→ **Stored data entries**
----------------------------------------
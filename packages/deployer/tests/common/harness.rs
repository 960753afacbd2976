//! Test harness wiring the whole deployer on an in-memory database.
//!
//! Every test gets its own SQLite database, its own data directory and a
//! scripted deployment runner. Jobs never run in the background: tests drive
//! the worker explicitly with [`TestHarness::run_jobs`].

use std::path::{Path, PathBuf};
use std::sync::atomic::{AtomicBool, Ordering};
use std::sync::{Arc, Mutex};

use anyhow::{bail, Result};
use async_trait::async_trait;
use deployer::common::AppId;
use deployer::domains::deployment::actions::DeploymentRunner;
use deployer::domains::deployment::models::{Deployment, DeploymentNumber};
use deployer::domains::deployment::{AppsStore, DeploymentsStore, LogSink};
use deployer::kernel::{telemetry, ServerDeps};
use deployer::Config;
use relay::{JobContext, JobStatus};
use sqlx::SqlitePool;
use tempfile::TempDir;
use test_context::AsyncTestContext;
use uuid::Uuid;

/// A deployment the runner was asked to run.
#[derive(Debug, Clone, PartialEq, Eq)]
pub struct RunnerCall {
    pub app_id: AppId,
    pub deployment_number: DeploymentNumber,
    pub build_dir: PathBuf,
}

/// Deployment runner succeeding unless told to fail or to hang.
#[derive(Default)]
pub struct ScriptedRunner {
    calls: Mutex<Vec<RunnerCall>>,
    failure: Mutex<Option<String>>,
    hang: AtomicBool,
}

impl ScriptedRunner {
    /// Make every following run fail with `reason`.
    pub fn fail_with(&self, reason: &str) {
        *self.failure.lock().unwrap() = Some(reason.to_string());
    }

    /// Make every following run block forever, ignoring its context.
    pub fn hang(&self) {
        self.hang.store(true, Ordering::SeqCst);
    }

    pub fn calls(&self) -> Vec<RunnerCall> {
        self.calls.lock().unwrap().clone()
    }
}

#[async_trait]
impl DeploymentRunner for ScriptedRunner {
    async fn run(
        &self,
        _ctx: &JobContext,
        deployment: &Deployment,
        build_dir: &Path,
        logs: &mut LogSink,
    ) -> Result<()> {
        self.calls.lock().unwrap().push(RunnerCall {
            app_id: deployment.id().app_id(),
            deployment_number: deployment.id().number(),
            build_dir: build_dir.to_path_buf(),
        });
        logs.write_line("scripted run").await?;

        if self.hang.load(Ordering::SeqCst) {
            std::future::pending::<()>().await;
        }

        let failure = self.failure.lock().unwrap().clone();
        if let Some(reason) = failure {
            bail!(reason);
        }
        Ok(())
    }
}

/// Test harness that manages test infrastructure.
///
/// # Example using test-context
///
/// ```ignore
/// use test_context::test_context;
///
/// #[test_context(TestHarness)]
/// #[tokio::test]
/// async fn my_test(ctx: &TestHarness) {
///     let target = insert_target(&ctx.db_pool, "local").await;
///     // ... test code
/// }
/// ```
pub struct TestHarness {
    /// Database pool - use this for test fixtures.
    pub db_pool: SqlitePool,
    pub deps: ServerDeps,
    pub runner: Arc<ScriptedRunner>,
    // Removed on drop
    pub data_dir: TempDir,
}

impl AsyncTestContext for TestHarness {
    async fn setup() -> Self {
        Self::new().await.expect("Failed to create test harness")
    }

    async fn teardown(self) {
        self.db_pool.close().await;
    }
}

impl TestHarness {
    pub async fn new() -> Result<Self> {
        Self::with_config(|_| {}).await
    }

    /// Harness whose test configuration is adjusted by `configure` first.
    pub async fn with_config(configure: impl FnOnce(&mut Config)) -> Result<Self> {
        // Run tests with: RUST_LOG=debug cargo test -- --nocapture
        telemetry::init_for_tests();

        let data_dir = tempfile::tempdir()?;
        let mut config = Config::for_tests(data_dir.path());
        configure(&mut config);
        let runner = Arc::new(ScriptedRunner::default());

        let deps = ServerDeps::build(&config, runner.clone()).await?;

        Ok(Self {
            db_pool: deps.db_pool.clone(),
            deps,
            runner,
            data_dir,
        })
    }

    pub fn apps(&self) -> &AppsStore {
        &self.deps.apps
    }

    pub fn deployments(&self) -> &DeploymentsStore {
        &self.deps.deployments
    }

    /// Process every ready job, returning their final statuses in order.
    pub async fn run_jobs(&self) -> Vec<(Uuid, JobStatus)> {
        self.deps
            .worker
            .drain()
            .await
            .expect("Failed to drain job queue")
    }

    pub fn app_dir(&self, app_id: AppId) -> PathBuf {
        self.data_dir.path().join("apps").join(app_id.to_string())
    }
}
----------------------------------------
→ **What to do**
Write out the entries in full, exactly as given.

→ **Task solution**
filename packages/deployer/tests/common/harness.rs
repository 960753afacbd2976
//! Test harness wiring the whole deployer on an in-memory database.
//!
//! Every test gets its own SQLite database, its own data directory and a
//! scripted deployment runner. Jobs never run in the background: tests drive
//! the worker explicitly with [`TestHarness::run_jobs`].

use std::path::{Path, PathBuf};
use std::sync::atomic::{AtomicBool, Ordering};
use std::sync::{Arc, Mutex};

use anyhow::{bail, Result};
use async_trait::async_trait;
use deployer::common::AppId;
use deployer::domains::deployment::actions::DeploymentRunner;
use deployer::domains::deployment::models::{Deployment, DeploymentNumber};
use deployer::domains::deployment::{AppsStore, DeploymentsStore, LogSink};
use deployer::kernel::{telemetry, ServerDeps};
use deployer::Config;
use relay::{JobContext, JobStatus};
use sqlx::SqlitePool;
use tempfile::TempDir;
use test_context::AsyncTestContext;
use uuid::Uuid;

/// A deployment the runner was asked to run.
#[derive(Debug, Clone, PartialEq, Eq)]
pub struct RunnerCall {
    pub app_id: AppId,
    pub deployment_number: DeploymentNumber,
    pub build_dir: PathBuf,
}

/// Deployment runner succeeding unless told to fail or to hang.
#[derive(Default)]
pub struct ScriptedRunner {
    calls: Mutex<Vec<RunnerCall>>,
    failure: Mutex<Option<String>>,
    hang: AtomicBool,
}

impl ScriptedRunner {
    /// Make every following run fail with `reason`.
    pub fn fail_with(&self, reason: &str) {
        *self.failure.lock().unwrap() = Some(reason.to_string());
    }

    /// Make every following run block forever, ignoring its context.
    pub fn hang(&self) {
        self.hang.store(true, Ordering::SeqCst);
    }

    pub fn calls(&self) -> Vec<RunnerCall> {
        self.calls.lock().unwrap().clone()
    }
}

#[async_trait]
impl DeploymentRunner for ScriptedRunner {
    async fn run(
        &self,
        _ctx: &JobContext,
        deployment: &Deployment,
        build_dir: &Path,
        logs: &mut LogSink,
    ) -> Result<()> {
        self.calls.lock().unwrap().push(RunnerCall {
            app_id: deployment.id().app_id(),
            deployment_number: deployment.id().number(),
            build_dir: build_dir.to_path_buf(),
        });
        logs.write_line("scripted run").await?;

        if self.hang.load(Ordering::SeqCst) {
            std::future::pending::<()>().await;
        }

        let failure = self.failure.lock().unwrap().clone();
        if let Some(reason) = failure {
            bail!(reason);
        }
        Ok(())
    }
}

/// Test harness that manages test infrastructure.
///
/// # Example using test-context
///
/// ```ignore
/// use test_context::test_context;
///
/// #[test_context(TestHarness)]
/// #[tokio::test]
/// async fn my_test(ctx: &TestHarness) {
///     let target = insert_target(&ctx.db_pool, "local").await;
///     // ... test code
/// }
/// ```
pub struct TestHarness {
    /// Database pool - use this for test fixtures.
    pub db_pool: SqlitePool,
    pub deps: ServerDeps,
    pub runner: Arc<ScriptedRunner>,
    // Removed on drop
    pub data_dir: TempDir,
}

impl AsyncTestContext for TestHarness {
    async fn setup() -> Self {
        Self::new().await.expect("Failed to create test harness")
    }

    async fn teardown(self) {
        self.db_pool.close().await;
    }
}

impl TestHarness {
    pub async fn new() -> Result<Self> {
        Self::with_config(|_| {}).await
    }

    /// Harness whose test configuration is adjusted by `configure` first.
    pub async fn with_config(configure: impl FnOnce(&mut Config)) -> Result<Self> {
        // Run tests with: RUST_LOG=debug cargo test -- --nocapture
        telemetry::init_for_tests();

        let data_dir = tempfile::tempdir()?;
        let mut config = Config::for_tests(data_dir.path());
        configure(&mut config);
        let runner = Arc::new(ScriptedRunner::default());

        let deps = ServerDeps::build(&config, runner.clone()).await?;

        Ok(Self {
            db_pool: deps.db_pool.clone(),
            deps,
            runner,
            data_dir,
        })
    }

    pub fn apps(&self) -> &AppsStore {
        &self.deps.apps
    }

    pub fn deployments(&self) -> &DeploymentsStore {
        &self.deps.deployments
    }

    /// Process every ready job, returning their final statuses in order.
    pub async fn run_jobs(&self) -> Vec<(Uuid, JobStatus)> {
        self.deps
            .worker
            .drain()
            .await
            .expect("Failed to drain job queue")
    }

    pub fn app_dir(&self, app_id: AppId) -> PathBuf {
        self.data_dir.path().join("apps").join(app_id.to_string())
    }
}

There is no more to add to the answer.